Saved data entries
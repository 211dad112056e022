//! Static color and accessory catalogs.
//!
//! The catalogs are the fixed menu the configurator offers.  They are plain
//! `const` data: loaded with the binary, never mutated, and shared by the
//! selectors (which list them) and the 3D viewer (which looks up the paint
//! hex value).
//!
//! Identifiers stored in a [`CarConfiguration`](super::configuration::CarConfiguration)
//! are *expected* to come from these tables, but nothing enforces it.  An
//! unknown id simply has no matching entry: no swatch is checked and the
//! viewer falls back to a white body.

/// One selectable paint color.
#[derive(Debug, Clone, Copy, PartialEq, Eq)]
pub struct ColorEntry {
    /// Stable identifier stored in configurations and share links.
    pub id: &'static str,
    /// Human-readable label shown next to the swatch.
    pub name: &'static str,
    /// CSS-style hex value, e.g. `"#1e88e5"`.
    pub hex: &'static str,
}

/// One selectable accessory.
#[derive(Debug, Clone, Copy, PartialEq, Eq)]
pub struct AccessoryEntry {
    /// Stable identifier stored in configurations and share links.
    pub id: &'static str,
    /// Human-readable label shown next to the checkbox.
    pub name: &'static str,
    /// Single glyph displayed as the accessory icon.
    pub icon: &'static str,
}

/// Paint colors, in display order.  The first entry is the default color.
pub const COLORS: [ColorEntry; 5] = [
    ColorEntry { id: "white", name: "White", hex: "#FFFFFF" },
    ColorEntry { id: "blue", name: "Ocean Blue", hex: "#1e88e5" },
    ColorEntry { id: "grey", name: "Steel Grey", hex: "#cfd8dc" },
    ColorEntry { id: "pink", name: "Hot Pink", hex: "#ff4081" },
    ColorEntry { id: "black", name: "Carbon Black", hex: "#282c34" },
];

/// Accessories, in display order.
pub const ACCESSORIES: [AccessoryEntry; 4] = [
    AccessoryEntry { id: "spoiler", name: "Spoiler", icon: "🪶" },
    AccessoryEntry { id: "sunroof", name: "Sunroof", icon: "🌞" },
    AccessoryEntry { id: "alloy_wheels", name: "Alloy Wheels", icon: "⭕" },
    AccessoryEntry { id: "roof_box", name: "Roof Box", icon: "🧳" },
];

/// The only model currently offered.
pub const DEFAULT_MODEL: &str = "sport";

/// Looks up a color entry by id.
pub fn color_entry(id: &str) -> Option<&'static ColorEntry> {
    COLORS.iter().find(|c| c.id == id)
}

/// Looks up an accessory entry by id.
pub fn accessory_entry(id: &str) -> Option<&'static AccessoryEntry> {
    ACCESSORIES.iter().find(|a| a.id == id)
}
//! Line-oriented console front end.
//!
//! `carcfg run` reads one command per line from stdin.  This module turns a
//! line into a [`ConsoleCommand`], runs it against the UI bridge, and renders
//! the answer as text.  The actual stdin loop lives in `main.rs`.
//!
//! ```text
//! > color blue
//! > toggle spoiler
//! > down 100
//! > move 160
//! > up
//! > share
//! http://localhost:3000/?config=JTdC...  (copied)
//! ```

use std::fmt::Write as _;
use std::sync::Arc;

use thiserror::Error;

use crate::infrastructure::ui_bridge::{self, AppState, CommandResult, ConfiguratorViewDto, PointerEventDto};

/// Help text printed by the `help` command.
pub const HELP: &str = "\
commands:
  color <id>     select a paint color (white, blue, grey, pink, black)
  toggle <id>    add or remove an accessory (spoiler, sunroof, alloy_wheels, roof_box)
  save           save the current configuration
  load           read the saved configuration back from the store
  share          create a share link and copy it to the clipboard
  down <x>       press the pointer on the viewer at horizontal position x
  move <x>       move the pointer to x (rotates the car while pressed)
  up | leave     release the pointer
  show           print the current view
  help           print this help
  quit           exit";

/// Error type for console input.
#[derive(Debug, Error, PartialEq)]
pub enum ConsoleError {
    #[error("unknown command '{0}' (try 'help')")]
    Unknown(String),
    #[error("'{command}' needs an argument")]
    MissingArgument { command: &'static str },
    #[error("'{value}' is not a number")]
    InvalidNumber { value: String },
}

/// One parsed console line.
#[derive(Debug, Clone, PartialEq)]
pub enum ConsoleCommand {
    Color(String),
    Toggle(String),
    Save,
    Load,
    Share,
    Pointer(PointerEventDto),
    Show,
    Help,
    Quit,
}

impl ConsoleCommand {
    /// Parses a line.  Blank lines yield `None`.
    ///
    /// # Errors
    ///
    /// Returns a [`ConsoleError`] for unknown commands, missing arguments, and
    /// non-numeric pointer positions.
    pub fn parse(line: &str) -> Result<Option<Self>, ConsoleError> {
        let mut words = line.split_whitespace();
        let Some(verb) = words.next() else {
            return Ok(None);
        };
        let arg = words.next();

        let cmd = match verb.to_ascii_lowercase().as_str() {
            "color" => Self::Color(required(arg, "color")?.to_string()),
            "toggle" => Self::Toggle(required(arg, "toggle")?.to_string()),
            "save" => Self::Save,
            "load" => Self::Load,
            "share" => Self::Share,
            "down" => Self::Pointer(PointerEventDto::Down {
                x: number(required(arg, "down")?)?,
            }),
            "move" => Self::Pointer(PointerEventDto::Move {
                x: number(required(arg, "move")?)?,
            }),
            "up" => Self::Pointer(PointerEventDto::Up),
            "leave" => Self::Pointer(PointerEventDto::Leave),
            "show" => Self::Show,
            "help" | "?" => Self::Help,
            "quit" | "exit" => Self::Quit,
            other => return Err(ConsoleError::Unknown(other.to_string())),
        };
        Ok(Some(cmd))
    }
}

fn required<'a>(arg: Option<&'a str>, command: &'static str) -> Result<&'a str, ConsoleError> {
    arg.ok_or(ConsoleError::MissingArgument { command })
}

fn number(value: &str) -> Result<f32, ConsoleError> {
    value.parse().map_err(|_| ConsoleError::InvalidNumber {
        value: value.to_string(),
    })
}

/// Runs `command` and returns the text to print.
///
/// `Quit` produces no output; the caller is expected to stop reading.
pub async fn execute(state: &Arc<AppState>, command: ConsoleCommand) -> String {
    let state = Arc::clone(state);
    match command {
        ConsoleCommand::Color(id) => view_or_error(ui_bridge::select_color(state, id).await),
        ConsoleCommand::Toggle(id) => view_or_error(ui_bridge::toggle_accessory(state, id).await),
        ConsoleCommand::Save => match ui_bridge::save_configuration(state).await {
            CommandResult { success: true, .. } => "saved".to_string(),
            r => error_text(r.error),
        },
        ConsoleCommand::Load => match ui_bridge::load_saved_configuration(Arc::clone(&state)).await {
            CommandResult { data: Some(true), .. } => {
                view_or_error(ui_bridge::get_view(state).await)
            }
            CommandResult { data: Some(false), .. } => "no saved configuration".to_string(),
            r => error_text(r.error),
        },
        ConsoleCommand::Share => match ui_bridge::share_configuration(state).await {
            CommandResult { data: Some(share), .. } => {
                let note = if share.copied { "copied" } else { "not copied" };
                format!("{}  ({note})", share.url)
            }
            r => error_text(r.error),
        },
        ConsoleCommand::Pointer(event) => match ui_bridge::pointer_event(state, event).await {
            CommandResult { data: Some(yaw), .. } => format!("rotation: {yaw:.2} rad"),
            r => error_text(r.error),
        },
        ConsoleCommand::Show => view_or_error(ui_bridge::get_view(state).await),
        ConsoleCommand::Help => HELP.to_string(),
        ConsoleCommand::Quit => String::new(),
    }
}

fn view_or_error(result: CommandResult<ConfiguratorViewDto>) -> String {
    match result.data {
        Some(view) => render_view(&view),
        None => error_text(result.error),
    }
}

fn error_text(error: Option<String>) -> String {
    format!("error: {}", error.unwrap_or_else(|| "unknown failure".to_string()))
}

/// Renders the page as plain text: nav bar, both selectors, the preview
/// panel and the last share link.
pub fn render_view(view: &ConfiguratorViewDto) -> String {
    let mut out = String::new();
    let _ = writeln!(out, "{} {} {}", view.nav.logo, view.nav.title, view.nav.user_menu_icon);

    out.push_str("Colors:");
    for c in &view.colors {
        let mark = if c.checked { "(•)" } else { "( )" };
        let _ = write!(out, " {mark} {}", c.id);
    }
    out.push('\n');

    out.push_str("Accessories:");
    for a in &view.accessories {
        let mark = if a.checked { "[x]" } else { "[ ]" };
        let _ = write!(out, " {mark} {} {}", a.icon, a.id);
    }
    out.push('\n');

    out.push_str(&view.preview.text);
    if let Some(share) = &view.last_share {
        let _ = writeln!(out, "Share link: {}", share.url);
    }
    if let Some(yaw) = view.body_yaw {
        let _ = writeln!(out, "Rotation: {yaw:.2} rad");
    }
    out.trim_end().to_string()
}

#[cfg(test)]
mod tests {
    use super::*;

    #[test]
    fn test_parse_commands_with_arguments() {
        assert_eq!(
            ConsoleCommand::parse("color blue"),
            Ok(Some(ConsoleCommand::Color("blue".to_string())))
        );
        assert_eq!(
            ConsoleCommand::parse("  toggle   roof_box "),
            Ok(Some(ConsoleCommand::Toggle("roof_box".to_string())))
        );
        assert_eq!(
            ConsoleCommand::parse("move -12.5"),
            Ok(Some(ConsoleCommand::Pointer(PointerEventDto::Move { x: -12.5 })))
        );
    }

    #[test]
    fn test_parse_is_case_insensitive_for_verbs() {
        assert_eq!(ConsoleCommand::parse("SHARE"), Ok(Some(ConsoleCommand::Share)));
        assert_eq!(ConsoleCommand::parse("Quit"), Ok(Some(ConsoleCommand::Quit)));
    }

    #[test]
    fn test_parse_blank_line_is_none() {
        assert_eq!(ConsoleCommand::parse("   "), Ok(None));
    }

    #[test]
    fn test_parse_errors() {
        assert_eq!(
            ConsoleCommand::parse("paint red"),
            Err(ConsoleError::Unknown("paint".to_string()))
        );
        assert_eq!(
            ConsoleCommand::parse("color"),
            Err(ConsoleError::MissingArgument { command: "color" })
        );
        assert_eq!(
            ConsoleCommand::parse("down left"),
            Err(ConsoleError::InvalidNumber {
                value: "left".to_string()
            })
        );
    }
}
//! Color and accessory selectors.
//!
//! Both selectors are fully controlled: the checked state of every control is
//! derived from the configuration passed in, and activating a control only
//! produces a [`SelectorEvent`].  Color choices behave like radio buttons (at
//! most one checked); accessory choices are independent checkboxes.

use crate::domain::catalog::{AccessoryEntry, ColorEntry};
use crate::domain::configuration::{AccessoryId, AccessorySet, ColorId};

/// A change requested by the user through a selector.
#[derive(Debug, Clone, PartialEq, Eq)]
pub enum SelectorEvent {
    ColorSelected(ColorId),
    AccessoryToggled(AccessoryId),
}

/// One radio control in the color selector.
#[derive(Debug, Clone, PartialEq, Eq)]
pub struct ColorChoice {
    pub id: &'static str,
    pub name: &'static str,
    /// Swatch color.
    pub hex: &'static str,
    pub checked: bool,
}

/// One checkbox in the accessory selector.
#[derive(Debug, Clone, PartialEq, Eq)]
pub struct AccessoryChoice {
    pub id: &'static str,
    pub name: &'static str,
    pub icon: &'static str,
    pub checked: bool,
}

/// Single-choice selector over a color catalog.
#[derive(Debug, Clone, Copy)]
pub struct ColorSelector<'a> {
    colors: &'a [ColorEntry],
}

impl<'a> ColorSelector<'a> {
    pub fn new(colors: &'a [ColorEntry]) -> Self {
        Self { colors }
    }

    /// One choice per catalog entry; the entry matching `selected` is checked.
    ///
    /// An unknown `selected` id leaves every choice unchecked.
    pub fn choices(&self, selected: &ColorId) -> Vec<ColorChoice> {
        self.colors
            .iter()
            .map(|c| ColorChoice {
                id: c.id,
                name: c.name,
                hex: c.hex,
                checked: c.id == selected.as_str(),
            })
            .collect()
    }

    /// Activates the control for `id`.
    ///
    /// Returns `None` when the selector has no control with that id.
    pub fn activate(&self, id: &str) -> Option<SelectorEvent> {
        self.colors
            .iter()
            .find(|c| c.id == id)
            .map(|c| SelectorEvent::ColorSelected(ColorId::from(c)))
    }
}

/// Multi-choice selector over an accessory catalog.
#[derive(Debug, Clone, Copy)]
pub struct AccessorySelector<'a> {
    accessories: &'a [AccessoryEntry],
}

impl<'a> AccessorySelector<'a> {
    pub fn new(accessories: &'a [AccessoryEntry]) -> Self {
        Self { accessories }
    }

    /// One checkbox per catalog entry, checked when the id is in `selected`.
    pub fn choices(&self, selected: &AccessorySet) -> Vec<AccessoryChoice> {
        self.accessories
            .iter()
            .map(|a| AccessoryChoice {
                id: a.id,
                name: a.name,
                icon: a.icon,
                checked: selected.contains(&AccessoryId::from(a.id)),
            })
            .collect()
    }

    /// Activates the checkbox for `id`.
    ///
    /// Returns `None` when the selector has no control with that id.
    pub fn activate(&self, id: &str) -> Option<SelectorEvent> {
        self.accessories
            .iter()
            .find(|a| a.id == id)
            .map(|a| SelectorEvent::AccessoryToggled(AccessoryId::from(a.id)))
    }
}

#[cfg(test)]
mod tests {
    use super::*;
    use crate::domain::catalog::{ACCESSORIES, COLORS};

    #[test]
    fn test_color_choices_check_exactly_the_selected_color() {
        // Arrange
        let selector = ColorSelector::new(&COLORS);
        let selected: ColorId = "grey".parse().expect("non-empty");

        // Act
        let choices = selector.choices(&selected);

        // Assert
        assert_eq!(choices.len(), COLORS.len());
        let checked: Vec<_> = choices.iter().filter(|c| c.checked).map(|c| c.id).collect();
        assert_eq!(checked, vec!["grey"]);
    }

    #[test]
    fn test_unknown_color_checks_nothing() {
        let selector = ColorSelector::new(&COLORS);
        let choices = selector.choices(&"chartreuse".parse().expect("non-empty"));
        assert!(choices.iter().all(|c| !c.checked));
    }

    #[test]
    fn test_color_activate_emits_selected_event() {
        let selector = ColorSelector::new(&COLORS);
        assert_eq!(
            selector.activate("black"),
            Some(SelectorEvent::ColorSelected("black".parse().expect("non-empty")))
        );
        assert_eq!(selector.activate("chartreuse"), None);
    }

    #[test]
    fn test_accessory_choices_reflect_selection() {
        // Arrange
        let selector = AccessorySelector::new(&ACCESSORIES);
        let selected: AccessorySet = ["sunroof", "roof_box"].into_iter().map(AccessoryId::from).collect();

        // Act
        let choices = selector.choices(&selected);

        // Assert
        let checked: Vec<_> = choices.iter().filter(|c| c.checked).map(|c| c.id).collect();
        assert_eq!(checked, vec!["sunroof", "roof_box"]);
    }

    #[test]
    fn test_accessory_activate_emits_toggle_event() {
        let selector = AccessorySelector::new(&ACCESSORIES);
        assert_eq!(
            selector.activate("spoiler"),
            Some(SelectorEvent::AccessoryToggled(AccessoryId::from("spoiler")))
        );
        assert_eq!(selector.activate("jetpack"), None);
    }
}
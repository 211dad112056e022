//! # carcfg-core
//!
//! Shared library for the car configurator containing the configuration
//! model, the static catalogs, the share-token codec, the 3D scene
//! description, and the presentational view models.
//!
//! It has zero dependencies on OS APIs, UI frameworks, clipboards, or
//! storage back ends.
//!
//! # Architecture overview (for beginners)
//!
//! The configurator lets a user pick a paint color and a set of accessories,
//! preview the car in 3D, and save or share the result as a URL.  Everything
//! revolves around one small record, the [`CarConfiguration`].
//!
//! - **`domain`** – The configuration record and the fixed color/accessory
//!   catalogs it draws its identifiers from.
//!
//! - **`share`** – How a configuration travels inside a URL.  The record is
//!   serialised to JSON, made byte-safe, and embedded in a query parameter.
//!
//! - **`viewer`** – What the 3D preview shows (a scene description rebuilt
//!   from scratch for every configuration) and how dragging rotates it.
//!
//! - **`view`** – Read-only projections for the selectors, the live preview
//!   panel, and the navigation bar.

pub mod domain;
pub mod share;
pub mod view;
pub mod viewer;

// Re-export the most-used types at the crate root so callers can write
// `carcfg_core::CarConfiguration` instead of the full module path.
pub use domain::catalog::{AccessoryEntry, ColorEntry, ACCESSORIES, COLORS};
pub use domain::configuration::{AccessoryId, AccessorySet, CarConfiguration, ColorId, ModelId};
pub use share::codec::{decode_token, encode_token, ShareError};
pub use share::url::{share_url, token_from_url, PageLocation, SHARE_QUERY_PARAM};
pub use viewer::interaction::{DragRotate, DragState, PointerEvent};
pub use viewer::scene::{build_scene, Scene};
pub use view::{NavBar, PreviewPanel, SelectorEvent};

#### [How to complete this task]
Check the data for lines with "catalogs" and give only their number.

#### [Finished task]
4